“I’m coming to it directly, sir,” said the man querulously. “Well, sir, seeing as I felt that, as I was sentry over the hospital, I was in charge of a wounded man as well, I just rested my rifle against the wall, picked up one of the sacks, and doubled it in four. Then, just as innocent as a babby, I kneels down, lifts up his leg softly, bending over him like, and was just shoving the bit of a cushion-like thing under his knee, when it seemed as if one of the big stones up there had fallen flat on the back of my head, and I heard some one say, ‘Take that, you ugly Sassenach beast! and see how you like lying in hospital.’ Then it was all black, sir, till I opened my eyes and saw you holding that stuff to my lips.”

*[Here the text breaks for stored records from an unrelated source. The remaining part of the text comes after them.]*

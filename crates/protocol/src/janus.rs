use serde::{Deserialize, Serialize};
use serde_json::Value;

/// WebSocket subprotocol Janus requires during the handshake.
pub const JANUS_SUBPROTOCOL: &str = "janus-protocol";

/// Streaming plugin exposed by PiKVM/GLKVM style devices.
pub const USTREAMER_PLUGIN: &str = "janus.plugin.ustreamer";

/// Requests the client sends to the Janus gateway.
///
/// Every request carries a `transaction`; only `create` and `attach` have
/// their replies awaited, the rest are fire-and-forget.
#[derive(Debug, Clone, Serialize, Deserialize)]
#[serde(tag = "janus", rename_all = "snake_case")]
pub enum JanusRequest {
    /// Open a gateway session
    Create { transaction: String },
    /// Attach a plugin handle to an existing session
    Attach {
        plugin: String,
        opaque_id: String,
        transaction: String,
        session_id: u64,
    },
    /// Plugin message, optionally carrying a JSEP (our SDP answer)
    Message {
        body: PluginBody,
        #[serde(skip_serializing_if = "Option::is_none")]
        jsep: Option<Jsep>,
        transaction: String,
        session_id: u64,
        handle_id: u64,
    },
    /// Local ICE candidate, or the end-of-candidates sentinel
    Trickle {
        candidate: TrickleCandidate,
        transaction: String,
        session_id: u64,
        handle_id: u64,
    },
    /// Session keepalive
    Keepalive { session_id: u64, transaction: String },
}

impl JanusRequest {
    pub fn transaction(&self) -> &str {
        match self {
            JanusRequest::Create { transaction }
            | JanusRequest::Attach { transaction, .. }
            | JanusRequest::Message { transaction, .. }
            | JanusRequest::Trickle { transaction, .. }
            | JanusRequest::Keepalive { transaction, .. } => transaction,
        }
    }
}

/// Body of a ustreamer plugin message.
#[derive(Debug, Clone, PartialEq, Serialize, Deserialize)]
#[serde(tag = "request", rename_all = "snake_case")]
pub enum PluginBody {
    /// Ask the plugin to start sending the stream; the offer follows as an event
    Watch { params: WatchParams },
    /// Sent together with our answer
    Start,
}

#[derive(Debug, Clone, Copy, PartialEq, Eq, Serialize, Deserialize)]
pub struct WatchParams {
    pub orientation: u32,
    pub audio: bool,
    pub video: bool,
    pub mic: bool,
    pub camera: bool,
}

impl WatchParams {
    pub fn new(audio: bool, mic: bool) -> Self {
        Self {
            orientation: 0,
            audio,
            video: true,
            mic,
            camera: false,
        }
    }
}

/// JSEP envelope around an SDP body.
#[derive(Debug, Clone, PartialEq, Eq, Serialize, Deserialize)]
pub struct Jsep {
    #[serde(rename = "type")]
    pub kind: String,
    pub sdp: String,
}

impl Jsep {
    pub fn answer(sdp: impl Into<String>) -> Self {
        Self {
            kind: "answer".to_string(),
            sdp: sdp.into(),
        }
    }

    pub fn is_offer(&self) -> bool {
        self.kind == "offer"
    }
}

/// Trickle candidate payload, shared by both directions.
///
/// A real candidate fills `candidate`/`sdpMid`/`sdpMLineIndex`; the
/// end-of-gathering marker only sets `completed: true`.
#[derive(Debug, Clone, Default, PartialEq, Eq, Serialize, Deserialize)]
pub struct TrickleCandidate {
    #[serde(default, skip_serializing_if = "Option::is_none")]
    pub candidate: Option<String>,
    #[serde(rename = "sdpMid", default, skip_serializing_if = "Option::is_none")]
    pub sdp_mid: Option<String>,
    #[serde(
        rename = "sdpMLineIndex",
        default,
        skip_serializing_if = "Option::is_none"
    )]
    pub sdp_mline_index: Option<u16>,
    #[serde(default, skip_serializing_if = "Option::is_none")]
    pub completed: Option<bool>,
}

impl TrickleCandidate {
    /// A gathered local candidate. Missing `sdpMid` defaults to "0".
    pub fn local(candidate: String, sdp_mid: Option<String>, sdp_mline_index: Option<u16>) -> Self {
        Self {
            candidate: Some(candidate),
            sdp_mid: Some(sdp_mid.unwrap_or_else(|| "0".to_string())),
            sdp_mline_index: Some(sdp_mline_index.unwrap_or(0)),
            completed: None,
        }
    }

    pub fn completed() -> Self {
        Self {
            completed: Some(true),
            ..Default::default()
        }
    }

    pub fn is_completed(&self) -> bool {
        self.completed == Some(true)
    }
}

#[derive(Debug, Clone, Default, PartialEq, Eq, Serialize, Deserialize)]
pub struct JanusErrorBody {
    pub code: i64,
    #[serde(default)]
    pub reason: String,
}

/// Anything the gateway sends us: replies, acks, events, trickles.
///
/// Kept loose on purpose so unknown kinds deserialize and get ignored.
#[derive(Debug, Clone, Default, Serialize, Deserialize)]
pub struct JanusMessage {
    pub janus: String,
    #[serde(default, skip_serializing_if = "Option::is_none")]
    pub transaction: Option<String>,
    #[serde(default, skip_serializing_if = "Option::is_none")]
    pub session_id: Option<u64>,
    #[serde(default, skip_serializing_if = "Option::is_none")]
    pub sender: Option<u64>,
    #[serde(default, skip_serializing_if = "Option::is_none")]
    pub data: Option<Value>,
    #[serde(default, skip_serializing_if = "Option::is_none")]
    pub jsep: Option<Jsep>,
    #[serde(default, skip_serializing_if = "Option::is_none")]
    pub candidate: Option<TrickleCandidate>,
    #[serde(default, skip_serializing_if = "Option::is_none")]
    pub plugindata: Option<Value>,
    #[serde(default, skip_serializing_if = "Option::is_none")]
    pub error: Option<JanusErrorBody>,
}

impl JanusMessage {
    /// Numeric `data.id`, as returned by `create` (session) and `attach` (handle).
    pub fn data_id(&self) -> Option<u64> {
        self.data.as_ref()?.get("id")?.as_u64()
    }

    pub fn is_error(&self) -> bool {
        self.janus == "error"
    }
}

#[cfg(test)]
mod tests {
    use super::*;

    #[test]
    fn create_request_format() {
        let req = JanusRequest::Create {
            transaction: "abc".to_string(),
        };
        let json = serde_json::to_string(&req).unwrap();
        assert!(json.contains(r#""janus":"create""#));
        assert!(json.contains(r#""transaction":"abc""#));
    }

    #[test]
    fn attach_carries_session_id() {
        let req = JanusRequest::Attach {
            plugin: USTREAMER_PLUGIN.to_string(),
            opaque_id: "oid-1".to_string(),
            transaction: "t1".to_string(),
            session_id: 42,
        };
        let json = serde_json::to_string(&req).unwrap();
        assert!(json.contains(r#""janus":"attach""#));
        assert!(json.contains(r#""plugin":"janus.plugin.ustreamer""#));
        assert!(json.contains(r#""session_id":42"#));
    }

    #[test]
    fn watch_message_params() {
        let req = JanusRequest::Message {
            body: PluginBody::Watch {
                params: WatchParams::new(true, false),
            },
            jsep: None,
            transaction: "t".to_string(),
            session_id: 1,
            handle_id: 2,
        };
        let value = serde_json::to_value(&req).unwrap();
        assert_eq!(value["janus"], "message");
        assert_eq!(value["body"]["request"], "watch");
        assert_eq!(value["body"]["params"]["orientation"], 0);
        assert_eq!(value["body"]["params"]["audio"], true);
        assert_eq!(value["body"]["params"]["video"], true);
        assert_eq!(value["body"]["params"]["mic"], false);
        assert_eq!(value["body"]["params"]["camera"], false);
        assert_eq!(value["handle_id"], 2);
        assert!(value.get("jsep").is_none());
    }

    #[test]
    fn start_message_carries_answer() {
        let req = JanusRequest::Message {
            body: PluginBody::Start,
            jsep: Some(Jsep::answer("v=0\r\n")),
            transaction: "t".to_string(),
            session_id: 1,
            handle_id: 2,
        };
        let value = serde_json::to_value(&req).unwrap();
        assert_eq!(value["body"], serde_json::json!({"request": "start"}));
        assert_eq!(value["jsep"]["type"], "answer");
        assert_eq!(value["jsep"]["sdp"], "v=0\r\n");
    }

    #[test]
    fn trickle_candidate_camel_case_keys() {
        let c = TrickleCandidate::local("candidate:1 1 udp 1 10.0.0.2 5000 typ host".into(), None, Some(0));
        let json = serde_json::to_string(&c).unwrap();
        assert!(json.contains(r#""sdpMid":"0""#));
        assert!(json.contains(r#""sdpMLineIndex":0"#));
        assert!(!json.contains("completed"));
    }

    #[test]
    fn trickle_completed_sentinel() {
        let json = serde_json::to_string(&TrickleCandidate::completed()).unwrap();
        assert_eq!(json, r#"{"completed":true}"#);
    }

    #[test]
    fn keepalive_format() {
        let req = JanusRequest::Keepalive {
            session_id: 7,
            transaction: "k".to_string(),
        };
        let value = serde_json::to_value(&req).unwrap();
        assert_eq!(value["janus"], "keepalive");
        assert_eq!(value["session_id"], 7);
        assert_eq!(req.transaction(), "k");
    }

    #[test]
    fn success_reply_data_id() {
        let msg: JanusMessage =
            serde_json::from_str(r#"{"janus":"success","transaction":"x","data":{"id":42}}"#)
                .unwrap();
        assert_eq!(msg.data_id(), Some(42));
        assert!(!msg.is_error());
    }

    #[test]
    fn event_with_offer() {
        let msg: JanusMessage = serde_json::from_str(
            r#"{"janus":"event","session_id":1,"sender":2,
                "plugindata":{"plugin":"janus.plugin.ustreamer","data":{"result":{"status":"started"}}},
                "jsep":{"type":"offer","sdp":"v=0\r\n"}}"#,
        )
        .unwrap();
        assert!(msg.jsep.as_ref().is_some_and(Jsep::is_offer));
        assert!(msg.transaction.is_none());
    }

    #[test]
    fn error_reply() {
        let msg: JanusMessage = serde_json::from_str(
            r#"{"janus":"error","transaction":"t","error":{"code":403,"reason":"Unauthorized request"}}"#,
        )
        .unwrap();
        assert!(msg.is_error());
        assert_eq!(msg.error.unwrap().code, 403);
    }

    #[test]
    fn unknown_kind_still_parses() {
        let msg: JanusMessage =
            serde_json::from_str(r#"{"janus":"webrtcup","session_id":1,"sender":2}"#).unwrap();
        assert_eq!(msg.janus, "webrtcup");
        assert!(msg.data_id().is_none());
    }
}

“Yes, my man,” said the doctor; “now don’t talk any more, but lie still.”
“Tell me about that crack on the head again, sir, please. It wasn’t one of the stones fell down, then?”
“No; the prisoner must have got hold of this piece somehow, then kept it ready by the side of his bed, and struck you down.”
“And a nasty, dirty, cowardly blow, too,” said the poor fellow feebly. “Beg pardon, sir; you’ll pull me round as quickly as you can—won’t you?”
“Of course,” said the doctor, smiling.
“Thank ye, sir. I want to have an interview with that gentleman again.”
“I suppose so,” said Denham; “and so do about four hundred of the corps. He’d have been stood up with his back to one of the walls and shot by this time, but the brute has got away.”
“We shall run against him again, though, sir,” said the wounded man confidently, “and we shan’t mistake him for any one else.—Beg pardon, though, sir; you’re quite sure my skull isn’t broken?”
“Quite,” said the doctor. “Now be quiet.”